She listened like she was collecting evidence.

When I finished, she set her pen down. “What you’re describing is undue influence,” she said. “Pressure and manipulation to gain control over an elder’s assets. Courts take it seriously.”

“I’m not—” I began.

She held up a hand with the faintest smile. “The law considers anyone over sixty-five protected. It’s meant to help you, not insult you.”

Then she began outlining a plan, step by step, like we were building a supply chain.

Update the will with clear reasoning.

Assign a neutral professional fiduciary—not either son—to step in if I ever became incapacitated.

Move my businesses and property into an LLC with detailed operating procedures.

Set up a separate trust for the grandchildren—money that would bypass Jason and Courtney entirely.

With each point, I felt something inside me unclench. Not because I wanted to punish my son, but because I needed to remove his leverage.

“There’s one more thing,” Natalie said, tapping her pen. “Colorado is a one-party consent state for recording. If you’re part of a conversation, you can legally record it. If Jason pressures you again, documentation matters.”

The idea made my stomach twist. Recording my own son felt wrong.

Natalie’s gaze didn’t soften. “It’s not paranoia if someone has already shown you they’re willing to lie. It’s preparation.”

Two weeks later, we executed the new documents with witnesses from her firm—no family, no emotional complication. Everything was legal, crisp, and layered with protections.

Ryan, who had never demanded anything, received more—not out of favoritism, but fairness. Jason still received something—enough for his children’s futures—so no one could claim I cut him out in anger.

A trust was created for each grandchild, money held until they turned twenty-five.

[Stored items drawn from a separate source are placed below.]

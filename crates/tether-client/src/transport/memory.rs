//! In-process transport.
//!
//! [`pair`] returns a client-side [`Transport`] and the [`MemoryPeer`]
//! standing in for the backend. [`duplex`] joins two transports so two
//! connections can talk to each other. [`MemoryConnector`] hands out scripted
//! connect results in order, which lets tests drive handshake failures,
//! reconnects, and auth rejection without a network.

use std::collections::VecDeque;

use async_trait::async_trait;
use futures::{SinkExt, StreamExt};
use parking_lot::Mutex;
use serde_json::Value;
use tokio::sync::mpsc;
use tokio_stream::wrappers::ReceiverStream;
use tokio_util::sync::PollSender;

use super::{Connector, Transport, TransportError, TransportFrame};

const CHANNEL_CAPACITY: usize = 64;

/// Backend side of an in-memory transport.
///
/// Dropping the peer ends the client's inbound stream, which the client
/// sees as a lost connection.
pub struct MemoryPeer {
    to_client: mpsc::Sender<Result<TransportFrame, TransportError>>,
    from_client: mpsc::Receiver<TransportFrame>,
}

/// Create a connected client transport and its peer.
pub fn pair() -> (Transport, MemoryPeer) {
    let (to_client, client_rx) = mpsc::channel(CHANNEL_CAPACITY);
    let (client_tx, from_client) = mpsc::channel(CHANNEL_CAPACITY);

    let sink = PollSender::new(client_tx).sink_map_err(|_| TransportError::Closed);
    let stream = ReceiverStream::new(client_rx);

    let transport = Transport::new(Box::pin(sink), Box::pin(stream));
    let peer = MemoryPeer {
        to_client,
        from_client,
    };
    (transport, peer)
}

/// Two transports wired back to back.
pub fn duplex() -> (Transport, Transport) {
    let (a_tx, a_rx) = mpsc::channel(CHANNEL_CAPACITY);
    let (b_tx, b_rx) = mpsc::channel(CHANNEL_CAPACITY);
    (half(a_tx, b_rx), half(b_tx, a_rx))
}

fn half(tx: mpsc::Sender<TransportFrame>, rx: mpsc::Receiver<TransportFrame>) -> Transport {
    let sink = PollSender::new(tx).sink_map_err(|_| TransportError::Closed);
    let stream = ReceiverStream::new(rx).map(Ok::<_, TransportError>);
    Transport::new(Box::pin(sink), Box::pin(stream))
}

impl MemoryPeer {
    /// Push a frame to the client. Returns `false` once the client is gone.
    pub async fn send(&self, frame: TransportFrame) -> bool {
        self.to_client.send(Ok(frame)).await.is_ok()
    }

    /// Push a text frame.
    pub async fn send_text(&self, text: impl Into<String>) -> bool {
        self.send(TransportFrame::Text(text.into())).await
    }

    /// Serialize and push a JSON value as a text frame.
    pub async fn send_json(&self, value: &Value) -> bool {
        self.send_text(value.to_string()).await
    }

    /// Inject a transport error into the client's inbound stream.
    pub async fn fail(&self, error: TransportError) -> bool {
        self.to_client.send(Err(error)).await.is_ok()
    }

    /// Next frame from the client, or `None` once the client hung up.
    pub async fn recv(&mut self) -> Option<TransportFrame> {
        self.from_client.recv().await
    }

    /// Next text frame parsed as JSON, skipping keepalive frames.
    pub async fn recv_json(&mut self) -> Option<Value> {
        loop {
            match self.recv().await? {
                TransportFrame::Text(text) => return serde_json::from_str(&text).ok(),
                TransportFrame::Ping(_) | TransportFrame::Pong(_) => {}
                TransportFrame::Binary(_) | TransportFrame::Close => return None,
            }
        }
    }
}

/// Connector that replays a script of connect results.
///
/// Once the script runs out every attempt fails with an I/O error.
#[derive(Default)]
pub struct MemoryConnector {
    script: Mutex<VecDeque<Result<Transport, TransportError>>>,
    tokens: Mutex<Vec<String>>,
}

impl MemoryConnector {
    /// Create a connector with an empty script.
    pub fn new() -> Self {
        Self::default()
    }

    /// Queue a successful connect and return the backend side of it.
    pub fn accept(&self) -> MemoryPeer {
        let (transport, peer) = pair();
        self.script.lock().push_back(Ok(transport));
        peer
    }

    /// Queue a successful connect yielding `transport`.
    pub fn push(&self, transport: Transport) {
        self.script.lock().push_back(Ok(transport));
    }

    /// Queue a failed connect.
    pub fn reject(&self, error: TransportError) {
        self.script.lock().push_back(Err(error));
    }

    /// Number of connect attempts made so far.
    pub fn attempts(&self) -> usize {
        self.tokens.lock().len()
    }

    /// Tokens presented on each attempt, in order.
    pub fn tokens(&self) -> Vec<String> {
        self.tokens.lock().clone()
    }
}

#[async_trait]
impl Connector for MemoryConnector {
    async fn connect(&self, _url: &str, token: &str) -> Result<Transport, TransportError> {
        self.tokens.lock().push(token.to_owned());
        self.script
            .lock()
            .pop_front()
            .unwrap_or_else(|| Err(TransportError::Io("connection refused".into())))
    }
}

#[cfg(test)]
mod tests {
    use super::*;

    #[tokio::test]
    async fn pair_carries_frames_both_ways() {
        let (mut transport, mut peer) = pair();

        transport
            .sink
            .send(TransportFrame::Text(r#"{"a":1}"#.into()))
            .await
            .unwrap();
        assert_eq!(peer.recv_json().await.unwrap()["a"], 1);

        assert!(peer.send_text("hello").await);
        let frame = transport.stream.next().await.unwrap().unwrap();
        assert_eq!(frame, TransportFrame::Text("hello".into()));
    }

    #[tokio::test]
    async fn duplex_halves_see_each_other() {
        let (mut a, mut b) = duplex();
        a.sink.send(TransportFrame::Text("ping".into())).await.unwrap();
        assert_eq!(
            b.stream.next().await.unwrap().unwrap(),
            TransportFrame::Text("ping".into())
        );
        drop(a);
        assert!(b.stream.next().await.is_none());
    }

    #[tokio::test]
    async fn dropping_peer_ends_stream() {
        let (mut transport, peer) = pair();
        drop(peer);
        assert!(transport.stream.next().await.is_none());
        assert!(transport.sink.send(TransportFrame::Close).await.is_err());
    }

    #[tokio::test]
    async fn connector_replays_script_then_refuses() {
        let connector = MemoryConnector::new();
        connector.reject(TransportError::Rejected {
            status: 503,
            reason: "Service Unavailable".into(),
        });
        let _peer = connector.accept();

        assert!(connector.connect("mem://", "t1").await.is_err());
        assert!(connector.connect("mem://", "t2").await.is_ok());
        let err = connector.connect("mem://", "t3").await.err().unwrap();
        assert!(matches!(err, TransportError::Io(_)));
        assert_eq!(connector.attempts(), 3);
        assert_eq!(connector.tokens(), vec!["t1", "t2", "t3"]);
    }
}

When Natalie slid a small digital recorder across her desk afterward, I stared at it like it was a weapon.

“Just in case,” she said.

Four days later, Jason called.

“Have you decided about Franklin’s paperwork?” he asked, tone casual.

“I’m handling it,” I said, letting the words stay vague.

Two days after that, he showed up unannounced at my house.

I slipped the recorder into my pocket, pressed the button, and opened the door.

He smiled the way men smile when they want to look gentle while steering you into a trap.

Ten minutes of small talk. Then the shift.